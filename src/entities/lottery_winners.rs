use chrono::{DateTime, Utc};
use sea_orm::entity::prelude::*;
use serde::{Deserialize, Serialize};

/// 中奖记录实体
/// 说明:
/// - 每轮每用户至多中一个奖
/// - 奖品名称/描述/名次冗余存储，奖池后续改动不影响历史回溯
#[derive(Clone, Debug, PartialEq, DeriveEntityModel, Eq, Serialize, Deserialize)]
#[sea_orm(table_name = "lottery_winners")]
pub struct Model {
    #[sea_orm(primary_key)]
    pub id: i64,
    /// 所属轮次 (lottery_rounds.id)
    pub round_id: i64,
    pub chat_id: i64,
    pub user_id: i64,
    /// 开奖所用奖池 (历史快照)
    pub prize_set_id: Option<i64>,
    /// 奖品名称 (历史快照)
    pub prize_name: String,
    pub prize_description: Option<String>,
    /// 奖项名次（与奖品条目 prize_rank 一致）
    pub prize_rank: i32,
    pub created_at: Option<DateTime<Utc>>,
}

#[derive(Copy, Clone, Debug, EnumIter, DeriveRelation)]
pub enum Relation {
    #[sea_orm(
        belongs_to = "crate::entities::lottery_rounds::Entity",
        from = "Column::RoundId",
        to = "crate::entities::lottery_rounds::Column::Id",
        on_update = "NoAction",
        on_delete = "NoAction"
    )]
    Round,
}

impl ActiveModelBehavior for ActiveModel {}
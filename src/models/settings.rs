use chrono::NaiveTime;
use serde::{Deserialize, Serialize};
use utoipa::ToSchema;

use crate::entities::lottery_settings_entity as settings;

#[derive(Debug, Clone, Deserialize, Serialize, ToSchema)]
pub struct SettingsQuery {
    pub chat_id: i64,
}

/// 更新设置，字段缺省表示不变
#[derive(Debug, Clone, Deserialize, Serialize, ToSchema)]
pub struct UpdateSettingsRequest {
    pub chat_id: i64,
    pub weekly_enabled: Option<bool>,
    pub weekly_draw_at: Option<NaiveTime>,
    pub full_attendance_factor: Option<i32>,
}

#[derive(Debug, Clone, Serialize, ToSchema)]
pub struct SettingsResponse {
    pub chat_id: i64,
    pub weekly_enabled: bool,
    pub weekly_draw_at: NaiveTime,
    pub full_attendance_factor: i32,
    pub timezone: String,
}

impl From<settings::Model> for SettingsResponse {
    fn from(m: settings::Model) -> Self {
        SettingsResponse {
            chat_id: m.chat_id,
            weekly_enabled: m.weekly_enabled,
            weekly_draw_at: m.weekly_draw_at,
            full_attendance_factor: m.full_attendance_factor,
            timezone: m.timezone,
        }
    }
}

[Problem to solve] Your answer is to contain exactly the lines from the one holding "fn from(m: settings::Model)" to the end of the entries, with no other line.

[Final answer]
    fn from(m: settings::Model) -> Self {
        SettingsResponse {
            chat_id: m.chat_id,
            weekly_enabled: m.weekly_enabled,
            weekly_draw_at: m.weekly_draw_at,
            full_attendance_factor: m.full_attendance_factor,
            timezone: m.timezone,
        }
    }
}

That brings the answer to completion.